Even if it takes drugs, but to see Burnham in a torrent of speech, laughing at her pent-up confusion, is not only a nice change, but also beautifully staged and played. Despite the warning, I would like to see Tilly under the influence of the spray.

From exciting plot locations to chic filming locations: Not only Burnham, but also the production has taken it into new worlds. Group excursion with an external mission in Iceland was announced. And you know how to use the island. Behind a waterfall in a rustic landscape, such a sci-fi fight (including mega-man cannon arms) comes especially well, and of course Burnham and Book dive into one of the blue lagoons and warm springs after they have already traveled the distance of the black volcanic rock.

Hope is a powerful force

At the end, let’s jump back to the beginning – the episode starts with an introductory scene that is left in the room and looks a bit like Black Mirror. It turns out: It’s about Aditya Sahil (Adil Hussain), who has been continuing the tradition of his family for four decades and is one of the last remaining Federation supporters to hold the position on a more or less deserted station.

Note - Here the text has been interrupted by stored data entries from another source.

impl NutsTree {
    fn new(state: PhasePoint) -> NutsTree {
        let rho = state.momentum.clone();
        NutsTree {
            left: state.clone(),
            right: state.clone(),
            draw: state,
            log_size: 0.,
            n_accepted: 1,
            rho,
            depth: 0,
            n_leaves: 0,
            sum_accept: 0.,
            is_main: true,
        }
    }

    /// Double the tree once in `direction`, consuming it.
    fn extend<F, R>(
        mut self,
        rng: &mut R,
        hamiltonian: &mut Hamiltonian<F>,
        config: &TreeConfig,
        direction: Direction,
    ) -> ExtendResult
    where
        F: LogpFunc,
        R: Rng + ?Sized,
    {
        let mut other = match self.single_step(hamiltonian, config, direction) {
            Ok(Ok(tree)) => tree,
            Ok(Err(info)) => {
                // The divergent leaf still counts toward the acceptance
                // statistic, with probability zero.
                self.n_leaves += 1;
                return ExtendResult::Diverging(self, info);
            }
            Err(err) => return ExtendResult::Err(err),
        };

        while other.depth < self.depth {
            other = match other.extend(rng, hamiltonian, config, direction) {
                ExtendResult::Ok(tree) => tree,
                ExtendResult::Turning(tree) => {
                    self.absorb_stats(&tree);
                    return ExtendResult::Turning(self);
                }
                ExtendResult::Diverging(tree, info) => {
                    self.absorb_stats(&tree);
                    return ExtendResult::Diverging(self, info);
                }
                ExtendResult::Err(err) => return ExtendResult::Err(err),
            };
        }

        let turning = self.check_turning(&other, config, direction);
        self.merge_into(other, rng, direction, config.sampler);

        if turning {
            ExtendResult::Turning(self)
        } else {
            ExtendResult::Ok(self)
        }
    }

    /// The termination test over the tree combined with `other`, including
    /// the generalized criterion's checks across the join.
    fn check_turning(&self, other: &NutsTree, config: &TreeConfig, direction: Direction) -> bool {
        let (tree_left, tree_right) = match direction {
            Direction::Forward => (self, other),
            Direction::Backward => (other, self),
        };

        let dim = self.rho.len();
        let mut scratch = vec![0f64; dim];

        let mut rho = tree_left.rho.clone();
        axpy(&tree_right.rho, &mut rho, 1.);
        let mut turning = config.criterion.is_turning(
            &tree_left.left,
            &tree_right.right,
            &rho,
            &mut scratch,
        );

        if config.criterion.checks_subtrees() && self.depth > 0 {
            if !turning {
                // Left half: the left tree plus the first point of the
                // right tree.
                let mut rho_half = tree_left.rho.clone();
                axpy(&tree_right.left.momentum, &mut rho_half, 1.);
                turning = config.criterion.is_turning(
                    &tree_left.left,
                    &tree_right.left,
                    &rho_half,
                    &mut scratch,
                );
            }
            if !turning {
                // Right half, mirrored.
                let mut rho_half = tree_right.rho.clone();
                axpy(&tree_left.right.momentum, &mut rho_half, 1.);
                turning = config.criterion.is_turning(
                    &tree_left.right,
                    &tree_right.right,
                    &rho_half,
                    &mut scratch,
                );
            }
        }

        turning
    }

    /// Progressive sampling: merge `other` into the tree, possibly taking
    /// over its candidate. At the main level the swap is biased toward the
    /// new half; inside subtrees it keeps the selection unbiased.
    fn merge_into<R: Rng + ?Sized>(
        &mut self,
        other: NutsTree,
        rng: &mut R,
        direction: Direction,
        sampler: TrajectorySampler,
    ) {
        debug_assert!(self.depth == other.depth);

        let log_size = logaddexp(self.log_size, other.log_size);
        let n_accepted = self.n_accepted + other.n_accepted;

        let swap_prob = match sampler {
            TrajectorySampler::Multinomial => {
                let reference = if self.is_main { self.log_size } else { log_size };
                (other.log_size - reference).exp()
            }
            TrajectorySampler::Slice | TrajectorySampler::EndPoint => {
                let reference = if self.is_main {
                    self.n_accepted
                } else {
                    n_accepted
                };
                if reference == 0 {
                    if other.n_accepted > 0 {
                        1.
                    } else {
                        0.
                    }
                } else {
                    other.n_accepted as f64 / reference as f64
                }
            }
        };
        if swap_prob >= 1. {
            self.draw = other.draw;
        } else if swap_prob > 0. && rng.gen_bool(swap_prob) {
            self.draw = other.draw;
        }

        match direction {
            Direction::Forward => self.right = other.right,
            Direction::Backward => self.left = other.left,
        }
        axpy(&other.rho, &mut self.rho, 1.);
        self.n_leaves += other.n_leaves;
        self.sum_accept += other.sum_accept;
        self.depth += 1;
        self.log_size = log_size;
        self.n_accepted = n_accepted;
    }

    /// Fold a discarded subtree's leapfrog counters into this tree so the
    /// acceptance statistic still covers every computed leaf.
    fn absorb_stats(&mut self, other: &NutsTree) {
        self.n_leaves += other.n_leaves;
        self.sum_accept += other.sum_accept;
    }

    /// One leapfrog step off the tip of the tree: the base case of the
    /// doubling recursion.
    fn single_step<F: LogpFunc>(
        &self,
        hamiltonian: &mut Hamiltonian<F>,
        config: &TreeConfig,
        direction: Direction,
    ) -> Result<std::result::Result<NutsTree, DivergenceInfo>> {
        let (start, sign) = match direction {
            Direction::Forward => (&self.right, 1.),
            Direction::Backward => (&self.left, -1.),
        };
        let epsilon = sign * config.integrator.nominal_step_size();

        let end = match config.integrator.integrate_fixed(hamiltonian, start, epsilon, 1) {
            IntegrationResult::Ok(end) => end,
            IntegrationResult::Divergent(_, info) => return Ok(Err(info)),
            IntegrationResult::Err(err) => return Err(err),
        };

        let energy_error = end.energy() - config.initial_energy;
        if !(energy_error < config.max_energy_error) {
            let info = DivergenceInfo {
                start_location: Some(start.position.clone()),
                start_momentum: Some(start.momentum.clone()),
                end_location: Some(end.position.clone()),
                energy_error: Some(energy_error),
            };
            return Ok(Err(info));
        }

        let log_size = -energy_error;
        let n_accepted = u64::from(config.log_slice <= -energy_error);
        let accept_prob = (-energy_error).exp().min(1.);
        let rho = end.momentum.clone();

        Ok(Ok(NutsTree {
            left: end.clone(),
            right: end.clone(),
            draw: end,
            log_size,
            n_accepted,
            rho,
            depth: 0,
            n_leaves: 1,
            sum_accept: accept_prob,
            is_main: false,
        }))
    }
}
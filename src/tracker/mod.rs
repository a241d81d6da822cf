//! Live world tracking: markers, world queries, divergence state

pub mod markers;
pub mod world;
pub mod divergence;

pub use divergence::{
    DivergenceTracker, Placement, REFRESH_INTERVAL_TICKS, REFRESH_RADIUS,
};
pub use markers::MarkerSet;
pub use world::{MapWorld, WorldQuery};
//! World point-query capability

use std::collections::HashMap;

use crate::schematic::block::{BlockCatalog, BlockKey};
use crate::schematic::position::BlockPos;

/// Point query into the live world.
///
/// Never fails: unloaded or out-of-world positions read as air, so
/// callers treat "not there yet" and "empty" identically.
pub trait WorldQuery {
    fn block_at(&self, pos: BlockPos) -> BlockKey;
}

/// Map-backed world for tests and offline verification
#[derive(Debug, Clone)]
pub struct MapWorld {
    air: BlockKey,
    blocks: HashMap<BlockPos, BlockKey>,
}

impl MapWorld {
    pub fn new(catalog: &BlockCatalog) -> Self {
        Self { air: catalog.air(), blocks: HashMap::new() }
    }

    pub fn set(&mut self, pos: BlockPos, key: BlockKey) {
        self.blocks.insert(pos, key);
    }

    pub fn remove(&mut self, pos: &BlockPos) {
        self.blocks.remove(pos);
    }
}

impl WorldQuery for MapWorld {
    fn block_at(&self, pos: BlockPos) -> BlockKey {
        self.blocks.get(&pos).cloned().unwrap_or_else(|| self.air.clone())
    }
}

In the course of the episode we learn that the big bang “The Burn” happened about 100-200 years ago: Almost all Dilithium exploded spontaneously and at the same time. Since dilithium is contained in every warp core, almost all Federation ships are completely destroyed and many deaths are to be lamented. This has far-reaching consequences: Traveling over long distances is now difficult, very slow or simply not possible at all. Even long-range sensors no longer exist or at least rarely. The federation has tried to survive, but in general chaos and because there is no longer any contact between most sectors, it went under – only a few “true believers” hold on to the federation idea.

Now one could presumably criticize the idealization of a military hierarchy with the abandonment of the self and the glorification of flags as well as the good portion of pathetics. Doesn’t change the fact that Sahil and Burnham’s statements that the Federation is more than just ships work completely for me – then I like to be seduced and moved with such lard.


It was a good decision to focus on a few characters and one storyline to get into the new season / world. It helps immensely that Martin-Green and Ajala alias Burnham and Booker immediately convince and harmonize both in acting and as characters.

With a visibly high production effort and a coherent narrative, a promising start to the season succeeds. It takes hope. Not only that the series makers actually get the curve with the leap in time and that Discovery starts again.